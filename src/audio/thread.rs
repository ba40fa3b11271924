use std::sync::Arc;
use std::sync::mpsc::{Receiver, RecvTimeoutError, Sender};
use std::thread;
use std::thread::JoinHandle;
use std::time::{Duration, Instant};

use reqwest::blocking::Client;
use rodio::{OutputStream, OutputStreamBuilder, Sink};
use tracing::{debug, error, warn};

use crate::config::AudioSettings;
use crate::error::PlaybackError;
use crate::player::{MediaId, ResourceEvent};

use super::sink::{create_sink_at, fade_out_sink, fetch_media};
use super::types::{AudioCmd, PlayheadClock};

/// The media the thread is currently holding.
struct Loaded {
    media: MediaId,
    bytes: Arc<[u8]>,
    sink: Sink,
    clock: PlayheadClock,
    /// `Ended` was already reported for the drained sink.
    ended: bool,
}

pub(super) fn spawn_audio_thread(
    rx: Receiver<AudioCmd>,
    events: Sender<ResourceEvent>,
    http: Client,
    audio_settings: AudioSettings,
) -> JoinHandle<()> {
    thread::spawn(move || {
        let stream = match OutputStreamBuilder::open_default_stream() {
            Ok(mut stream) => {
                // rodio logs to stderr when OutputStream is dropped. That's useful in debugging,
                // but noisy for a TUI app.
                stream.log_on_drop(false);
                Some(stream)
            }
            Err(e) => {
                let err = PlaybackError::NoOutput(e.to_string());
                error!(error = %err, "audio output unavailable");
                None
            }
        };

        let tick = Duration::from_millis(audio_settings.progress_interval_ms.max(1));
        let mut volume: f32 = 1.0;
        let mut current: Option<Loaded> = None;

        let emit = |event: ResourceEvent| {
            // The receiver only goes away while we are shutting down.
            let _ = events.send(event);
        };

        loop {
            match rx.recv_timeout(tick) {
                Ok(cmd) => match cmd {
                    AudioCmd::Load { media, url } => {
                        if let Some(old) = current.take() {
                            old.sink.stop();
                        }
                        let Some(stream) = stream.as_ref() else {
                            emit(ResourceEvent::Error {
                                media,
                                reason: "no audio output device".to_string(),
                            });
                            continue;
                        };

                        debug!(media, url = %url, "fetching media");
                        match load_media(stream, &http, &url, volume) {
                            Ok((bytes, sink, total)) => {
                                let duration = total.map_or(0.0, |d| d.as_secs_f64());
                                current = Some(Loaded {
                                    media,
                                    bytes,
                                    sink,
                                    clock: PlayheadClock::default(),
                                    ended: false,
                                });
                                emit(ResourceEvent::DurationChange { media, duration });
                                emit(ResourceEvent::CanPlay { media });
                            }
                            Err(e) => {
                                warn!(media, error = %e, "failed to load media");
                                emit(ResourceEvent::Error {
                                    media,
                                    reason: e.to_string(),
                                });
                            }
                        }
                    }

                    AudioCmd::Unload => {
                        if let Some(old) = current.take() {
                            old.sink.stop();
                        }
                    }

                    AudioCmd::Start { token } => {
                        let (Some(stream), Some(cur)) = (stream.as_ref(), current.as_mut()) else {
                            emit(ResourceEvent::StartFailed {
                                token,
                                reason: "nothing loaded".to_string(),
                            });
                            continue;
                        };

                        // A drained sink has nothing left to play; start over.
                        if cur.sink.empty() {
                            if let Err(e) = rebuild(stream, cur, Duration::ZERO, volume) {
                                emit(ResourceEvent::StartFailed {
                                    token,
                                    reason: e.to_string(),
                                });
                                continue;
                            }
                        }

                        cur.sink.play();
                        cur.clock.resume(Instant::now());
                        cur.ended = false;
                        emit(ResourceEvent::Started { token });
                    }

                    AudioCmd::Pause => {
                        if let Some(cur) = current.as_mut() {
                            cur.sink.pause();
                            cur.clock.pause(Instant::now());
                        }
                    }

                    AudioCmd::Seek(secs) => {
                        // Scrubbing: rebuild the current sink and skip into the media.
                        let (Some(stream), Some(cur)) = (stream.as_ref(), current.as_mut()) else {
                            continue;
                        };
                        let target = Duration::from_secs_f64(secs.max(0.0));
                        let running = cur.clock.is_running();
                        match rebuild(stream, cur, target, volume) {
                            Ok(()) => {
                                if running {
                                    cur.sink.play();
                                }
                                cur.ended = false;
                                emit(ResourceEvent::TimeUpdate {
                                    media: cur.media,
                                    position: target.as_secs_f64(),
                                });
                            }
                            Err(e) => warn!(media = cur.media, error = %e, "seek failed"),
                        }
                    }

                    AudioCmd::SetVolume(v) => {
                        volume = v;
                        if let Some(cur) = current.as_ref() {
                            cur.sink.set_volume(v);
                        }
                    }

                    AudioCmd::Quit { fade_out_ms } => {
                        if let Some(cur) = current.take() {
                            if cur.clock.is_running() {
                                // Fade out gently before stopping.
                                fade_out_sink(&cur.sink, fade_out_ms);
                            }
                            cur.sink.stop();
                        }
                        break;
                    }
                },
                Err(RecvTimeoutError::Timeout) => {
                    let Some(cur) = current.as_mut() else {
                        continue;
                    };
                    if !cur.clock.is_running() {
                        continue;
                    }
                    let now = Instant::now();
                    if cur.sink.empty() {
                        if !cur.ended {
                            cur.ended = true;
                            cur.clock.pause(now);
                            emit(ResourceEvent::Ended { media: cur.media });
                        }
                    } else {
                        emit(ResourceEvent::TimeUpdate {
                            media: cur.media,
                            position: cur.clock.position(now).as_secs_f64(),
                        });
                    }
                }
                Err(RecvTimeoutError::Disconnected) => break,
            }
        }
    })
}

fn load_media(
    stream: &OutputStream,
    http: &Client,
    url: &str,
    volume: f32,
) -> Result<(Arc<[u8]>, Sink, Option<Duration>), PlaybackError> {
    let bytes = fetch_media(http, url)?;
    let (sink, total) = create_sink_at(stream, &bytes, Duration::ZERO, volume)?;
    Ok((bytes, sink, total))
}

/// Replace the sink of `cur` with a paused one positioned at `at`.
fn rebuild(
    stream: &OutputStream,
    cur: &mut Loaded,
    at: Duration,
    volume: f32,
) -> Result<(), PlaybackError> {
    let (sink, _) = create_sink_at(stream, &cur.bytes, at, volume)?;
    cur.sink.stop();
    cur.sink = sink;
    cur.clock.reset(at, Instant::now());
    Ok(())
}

REQUIRED ACTION ▸ Without changing a single character, write out all of the entries.

ANSWER AREA ▸
filename src/audio/thread.rs
repository ba40fa3b11271924
use std::sync::Arc;
use std::sync::mpsc::{Receiver, RecvTimeoutError, Sender};
use std::thread;
use std::thread::JoinHandle;
use std::time::{Duration, Instant};

use reqwest::blocking::Client;
use rodio::{OutputStream, OutputStreamBuilder, Sink};
use tracing::{debug, error, warn};

use crate::config::AudioSettings;
use crate::error::PlaybackError;
use crate::player::{MediaId, ResourceEvent};

use super::sink::{create_sink_at, fade_out_sink, fetch_media};
use super::types::{AudioCmd, PlayheadClock};

/// The media the thread is currently holding.
struct Loaded {
    media: MediaId,
    bytes: Arc<[u8]>,
    sink: Sink,
    clock: PlayheadClock,
    /// `Ended` was already reported for the drained sink.
    ended: bool,
}

pub(super) fn spawn_audio_thread(
    rx: Receiver<AudioCmd>,
    events: Sender<ResourceEvent>,
    http: Client,
    audio_settings: AudioSettings,
) -> JoinHandle<()> {
    thread::spawn(move || {
        let stream = match OutputStreamBuilder::open_default_stream() {
            Ok(mut stream) => {
                // rodio logs to stderr when OutputStream is dropped. That's useful in debugging,
                // but noisy for a TUI app.
                stream.log_on_drop(false);
                Some(stream)
            }
            Err(e) => {
                let err = PlaybackError::NoOutput(e.to_string());
                error!(error = %err, "audio output unavailable");
                None
            }
        };

        let tick = Duration::from_millis(audio_settings.progress_interval_ms.max(1));
        let mut volume: f32 = 1.0;
        let mut current: Option<Loaded> = None;

        let emit = |event: ResourceEvent| {
            // The receiver only goes away while we are shutting down.
            let _ = events.send(event);
        };

        loop {
            match rx.recv_timeout(tick) {
                Ok(cmd) => match cmd {
                    AudioCmd::Load { media, url } => {
                        if let Some(old) = current.take() {
                            old.sink.stop();
                        }
                        let Some(stream) = stream.as_ref() else {
                            emit(ResourceEvent::Error {
                                media,
                                reason: "no audio output device".to_string(),
                            });
                            continue;
                        };

                        debug!(media, url = %url, "fetching media");
                        match load_media(stream, &http, &url, volume) {
                            Ok((bytes, sink, total)) => {
                                let duration = total.map_or(0.0, |d| d.as_secs_f64());
                                current = Some(Loaded {
                                    media,
                                    bytes,
                                    sink,
                                    clock: PlayheadClock::default(),
                                    ended: false,
                                });
                                emit(ResourceEvent::DurationChange { media, duration });
                                emit(ResourceEvent::CanPlay { media });
                            }
                            Err(e) => {
                                warn!(media, error = %e, "failed to load media");
                                emit(ResourceEvent::Error {
                                    media,
                                    reason: e.to_string(),
                                });
                            }
                        }
                    }

                    AudioCmd::Unload => {
                        if let Some(old) = current.take() {
                            old.sink.stop();
                        }
                    }

                    AudioCmd::Start { token } => {
                        let (Some(stream), Some(cur)) = (stream.as_ref(), current.as_mut()) else {
                            emit(ResourceEvent::StartFailed {
                                token,
                                reason: "nothing loaded".to_string(),
                            });
                            continue;
                        };

                        // A drained sink has nothing left to play; start over.
                        if cur.sink.empty() {
                            if let Err(e) = rebuild(stream, cur, Duration::ZERO, volume) {
                                emit(ResourceEvent::StartFailed {
                                    token,
                                    reason: e.to_string(),
                                });
                                continue;
                            }
                        }

                        cur.sink.play();
                        cur.clock.resume(Instant::now());
                        cur.ended = false;
                        emit(ResourceEvent::Started { token });
                    }

                    AudioCmd::Pause => {
                        if let Some(cur) = current.as_mut() {
                            cur.sink.pause();
                            cur.clock.pause(Instant::now());
                        }
                    }

                    AudioCmd::Seek(secs) => {
                        // Scrubbing: rebuild the current sink and skip into the media.
                        let (Some(stream), Some(cur)) = (stream.as_ref(), current.as_mut()) else {
                            continue;
                        };
                        let target = Duration::from_secs_f64(secs.max(0.0));
                        let running = cur.clock.is_running();
                        match rebuild(stream, cur, target, volume) {
                            Ok(()) => {
                                if running {
                                    cur.sink.play();
                                }
                                cur.ended = false;
                                emit(ResourceEvent::TimeUpdate {
                                    media: cur.media,
                                    position: target.as_secs_f64(),
                                });
                            }
                            Err(e) => warn!(media = cur.media, error = %e, "seek failed"),
                        }
                    }

                    AudioCmd::SetVolume(v) => {
                        volume = v;
                        if let Some(cur) = current.as_ref() {
                            cur.sink.set_volume(v);
                        }
                    }

                    AudioCmd::Quit { fade_out_ms } => {
                        if let Some(cur) = current.take() {
                            if cur.clock.is_running() {
                                // Fade out gently before stopping.
                                fade_out_sink(&cur.sink, fade_out_ms);
                            }
                            cur.sink.stop();
                        }
                        break;
                    }
                },
                Err(RecvTimeoutError::Timeout) => {
                    let Some(cur) = current.as_mut() else {
                        continue;
                    };
                    if !cur.clock.is_running() {
                        continue;
                    }
                    let now = Instant::now();
                    if cur.sink.empty() {
                        if !cur.ended {
                            cur.ended = true;
                            cur.clock.pause(now);
                            emit(ResourceEvent::Ended { media: cur.media });
                        }
                    } else {
                        emit(ResourceEvent::TimeUpdate {
                            media: cur.media,
                            position: cur.clock.position(now).as_secs_f64(),
                        });
                    }
                }
                Err(RecvTimeoutError::Disconnected) => break,
            }
        }
    })
}

fn load_media(
    stream: &OutputStream,
    http: &Client,
    url: &str,
    volume: f32,
) -> Result<(Arc<[u8]>, Sink, Option<Duration>), PlaybackError> {
    let bytes = fetch_media(http, url)?;
    let (sink, total) = create_sink_at(stream, &bytes, Duration::ZERO, volume)?;
    Ok((bytes, sink, total))
}

/// Replace the sink of `cur` with a paused one positioned at `at`.
fn rebuild(
    stream: &OutputStream,
    cur: &mut Loaded,
    at: Duration,
    volume: f32,
) -> Result<(), PlaybackError> {
    let (sink, _) = create_sink_at(stream, &cur.bytes, at, volume)?;
    cur.sink.stop();
    cur.sink = sink;
    cur.clock.reset(at, Instant::now());
    Ok(())
}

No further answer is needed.